Ninety-five percent of that state is privately held. Those individuals have every incentive to take care of the air that we breathe and the water that [we] drink and the land that we farm or we work. And I happen to know that people in this state care about their natural resources as well, and you should. You have some of the most beautiful natural resources in the world. You have amazing beauty along the coastal region. You have extraordinary forest lands. You have wonderful parks and I might add you have the finest wine in the world. (0:14:56) [Applause]
So it’s [up] to you to determine the course of this – of this state. To decide whether you live in a regulatory state or one that emphasizes freedom and growth, whether you tap into your energy potential or develop only certain forms of clean energy. Those decisions should be yours. But I do know this, the fastest way to rev up the economy is for America to produce all forms of energy. Hundreds of thousands [of] jobs can be created if we unleash energy exploration across this country. Energy innovation, it’s the quickest way to make our anemic economy very powerful. To me the central issue in this country today is how are we going to get Americans back to work? How do we create the environment so that men and women can take care of their families? The unemployment rate that’s been provided by the Department of Labor doesn’t include the number of discouraged workers who stopped looking for work. You know, when you include those individuals, those – I refer to them as the uncounted – uncounted Americans, the grim picture of our economy becomes a bit clearer. Too many Americans are not just unemployed but they’re underemployed, working part-time jobs when they need full-time employment, and over the last five years all of the economic metrics are headed in the wrong direction. More Americans are out of work, more Americans in poverty, more Americans on food stamps. (0:16:56)

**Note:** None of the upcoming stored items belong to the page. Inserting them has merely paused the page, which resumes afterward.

//! Sockspipe Library
//!
//! Forwards local TCP connections to a fixed target through an upstream
//! SOCKS5 proxy, speaking the client side of the SOCKS5 handshake.

pub mod cli;
pub mod client;
pub mod config;
pub mod forward;
pub mod handshake;
pub mod server;
pub mod stream;
pub mod target;

pub const VERSION: &str = env!("CARGO_PKG_VERSION");

// Re-export commonly used types for convenience
pub use client::SocksClient;
pub use config::Config;
pub use handshake::{HandshakeState, Socks5Handshake};
pub use server::ForwardServer;
pub use target::TargetAddr;
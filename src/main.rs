use std::sync::Arc;

use easy_error::Terminator;
use tokio_util::sync::CancellationToken;
use tracing::info;

use sockspipe::{cli, config::Config, server::ForwardServer};

#[tokio::main]
async fn main() -> Result<(), Terminator> {
    let args = cli::parse_args()?;
    let cfg = Config::load(&args.config_file).await?;
    let server = Arc::new(ForwardServer::new(&cfg)?);
    if args.config_test {
        info!("config ok");
        return Ok(());
    }

    let token = CancellationToken::new();
    let shutdown = token.clone();
    tokio::spawn(async move {
        if tokio::signal::ctrl_c().await.is_ok() {
            info!("interrupt received");
            shutdown.cancel();
        }
    });
    server.run(token).await?;
    Ok(())
}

Family incomes are actually down. Our credit’s been downgraded because our national debt has skyrocketed. Small businesses are overregulated. Corporations are overtaxed, and too many of them have moved overseas. Banks are spending more time on compliance with these Dodd-Frank regulations than they are spending time lending money. Pension plans are overleveraged. Cities from Stockton to Detroit are going bankrupt. And because of all of these, the American dream is in jeopardy. Families can’t get ahead. Parents spend more time working and less time with their children, and our children are under assault. Our culture too often preaches, you know, it’s all about me; and America can’t continue on this course because the bills always come due and that bill is now $50,000 for every child born into the United States. That’s their part of the federal debt. They’re the ones who are gonna inherit our legacy. They’re going to inherit this country. Whether they inherit a legacy of debt or whether they inherit a legacy of hope and promise, their future is more important than any political party or for that matter anyone’s personal agenda. They are the hope for the future of this country and I hope and I pray that our goal would be to give them a country that is worthy of their potential. God bless you and thank you. (0:18:46) [Applause]
[00:18:58] Greg Dalton: Our thanks to Governor Rick Perry of Texas for his comments here today at The Commonwealth Club. I’m Greg Dalton, and we have a lot of questions about energy and a lot of other issues, but first there’s a power question on people’s minds, people would like to hear your reaction to Eric Cantor’s loss in the recent primary and – [Applause] Governor? What that means as well as perhaps for a successor to Speaker Boehner.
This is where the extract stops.